(Exercise) Copy the result of filtering the entries below for lines that include the string "struct".

(Records provided)

//! Process-wide API configuration.
//!
//! An [`ApiConfig`] names every endpoint the application talks to. It is built
//! once at startup and only read afterwards; a [`Client`](crate::Client) holds
//! it behind an `Arc`.

use crate::{ApiError, Result};
use serde::Deserialize;
use std::collections::HashMap;
use std::time::Duration;
use url::Url;

/// Settings for one logical endpoint.
///
/// # Examples
///
/// ```
/// use apiary::EndpointConfig;
/// use std::time::Duration;
///
/// let items = EndpointConfig::new("inventory/items")
///     .timeout(Duration::from_secs(2))
///     .retries(3);
///
/// assert_eq!(items.path(), "inventory/items");
/// assert_eq!(items.retry_count(), Some(3));
/// ```
#[derive(Debug, Clone, PartialEq, Eq, Deserialize)]
#[serde(rename_all = "camelCase")]
pub struct EndpointConfig {
    path: String,
    #[serde(default, with = "millis")]
    timeout: Option<Duration>,
    #[serde(default)]
    retries: Option<u32>,
}

impl EndpointConfig {
    /// Creates an endpoint at `path` relative to the base URL.
    pub fn new(path: impl Into<String>) -> Self {
        Self {
            path: path.into(),
            timeout: None,
            retries: None,
        }
    }

    /// Sets the per-attempt timeout for this endpoint.
    pub fn timeout(mut self, timeout: Duration) -> Self {
        self.timeout = Some(timeout);
        self
    }

    /// Sets how many times idempotent calls to this endpoint are retried.
    pub fn retries(mut self, retries: u32) -> Self {
        self.retries = Some(retries);
        self
    }

    pub fn path(&self) -> &str {
        &self.path
    }

    pub fn timeout_value(&self) -> Option<Duration> {
        self.timeout
    }

    pub fn retry_count(&self) -> Option<u32> {
        self.retries
    }
}

/// The full client configuration.
///
/// Deserializes from the camelCase shape
/// `{ "baseUrl", "endpoints", "defaultTimeout", "defaultRetries" }` with
/// durations given in milliseconds.
///
/// # Examples
///
/// ```
/// use apiary::{ApiConfig, EndpointConfig};
/// use std::time::Duration;
///
/// # fn main() -> Result<(), apiary::ApiError> {
/// let config = ApiConfig::builder()
///     .base_url("https://api.example.com/v1")?
///     .endpoint("items", EndpointConfig::new("items").retries(2))
///     .default_timeout(Duration::from_secs(10))
///     .build()?;
///
/// assert!(config.endpoint("items").is_some());
/// # Ok(())
/// # }
/// ```
#[derive(Debug, Clone, Deserialize)]
#[serde(try_from = "RawApiConfig")]
pub struct ApiConfig {
    base_url: Url,
    endpoints: HashMap<String, EndpointConfig>,
    default_timeout: Option<Duration>,
    default_retries: Option<u32>,
}

impl ApiConfig {
    /// Creates a new `ApiConfigBuilder`.
    pub fn builder() -> ApiConfigBuilder {
        ApiConfigBuilder::default()
    }

    /// Parses a configuration from JSON.
    pub fn from_json(json: &str) -> Result<Self> {
        serde_json::from_str(json)
            .map_err(|e| ApiError::configuration(format!("Invalid API configuration: {}", e)))
    }

    pub fn base_url(&self) -> &Url {
        &self.base_url
    }

    /// Looks up a registered endpoint by name.
    pub fn endpoint(&self, name: &str) -> Option<&EndpointConfig> {
        self.endpoints.get(name)
    }

    pub fn endpoints(&self) -> &HashMap<String, EndpointConfig> {
        &self.endpoints
    }

    pub fn default_timeout(&self) -> Option<Duration> {
        self.default_timeout
    }

    pub fn default_retries(&self) -> Option<u32> {
        self.default_retries
    }
}

/// Builder for [`ApiConfig`].
#[derive(Default)]
pub struct ApiConfigBuilder {
    base_url: Option<Url>,
    endpoints: HashMap<String, EndpointConfig>,
    default_timeout: Option<Duration>,
    default_retries: Option<u32>,
}

impl ApiConfigBuilder {
    /// Sets the base URL every endpoint path is appended to.
    ///
    /// # Errors
    ///
    /// Returns a configuration error if the URL is invalid.
    pub fn base_url(mut self, url: impl AsRef<str>) -> Result<Self> {
        self.base_url = Some(Url::parse(url.as_ref())?);
        Ok(self)
    }

    /// Registers an endpoint under `name`, replacing any earlier registration.
    pub fn endpoint(mut self, name: impl Into<String>, endpoint: EndpointConfig) -> Self {
        self.endpoints.insert(name.into(), endpoint);
        self
    }

    /// Sets the timeout used by endpoints that do not specify their own.
    pub fn default_timeout(mut self, timeout: Duration) -> Self {
        self.default_timeout = Some(timeout);
        self
    }

    /// Sets the retry count used by endpoints that do not specify their own.
    pub fn default_retries(mut self, retries: u32) -> Self {
        self.default_retries = Some(retries);
        self
    }

    /// Builds the configuration.
    ///
    /// # Errors
    ///
    /// Returns a configuration error if no base URL was provided or if it
    /// cannot carry path segments (e.g. `mailto:`).
    pub fn build(self) -> Result<ApiConfig> {
        let base_url = self
            .base_url
            .ok_or_else(|| ApiError::configuration("Base URL is required"))?;

        validate_base_url(&base_url)?;

        Ok(ApiConfig {
            base_url,
            endpoints: self.endpoints,
            default_timeout: self.default_timeout,
            default_retries: self.default_retries,
        })
    }
}

fn validate_base_url(url: &Url) -> Result<()> {
    if url.cannot_be_a_base() {
        return Err(ApiError::configuration(format!(
            "Base URL {} cannot carry endpoint paths",
            url
        )));
    }
    Ok(())
}

#[derive(Deserialize)]
#[serde(rename_all = "camelCase")]
struct RawApiConfig {
    base_url: Url,
    endpoints: HashMap<String, EndpointConfig>,
    #[serde(default, with = "millis")]
    default_timeout: Option<Duration>,
    #[serde(default)]
    default_retries: Option<u32>,
}

impl TryFrom<RawApiConfig> for ApiConfig {
    type Error = ApiError;

    fn try_from(raw: RawApiConfig) -> Result<Self> {
        validate_base_url(&raw.base_url)?;
        Ok(ApiConfig {
            base_url: raw.base_url,
            endpoints: raw.endpoints,
            default_timeout: raw.default_timeout,
            default_retries: raw.default_retries,
        })
    }
}

/// `Option<Duration>` as integer milliseconds.
mod millis {
    use serde::{Deserialize, Deserializer};
    use std::time::Duration;

    pub fn deserialize<'de, D>(deserializer: D) -> Result<Option<Duration>, D::Error>
    where
        D: Deserializer<'de>,
    {
        Ok(Option::<u64>::deserialize(deserializer)?.map(Duration::from_millis))
    }
}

(Finished task)
pub struct EndpointConfig {
pub struct ApiConfig {
pub struct ApiConfigBuilder {
struct RawApiConfig {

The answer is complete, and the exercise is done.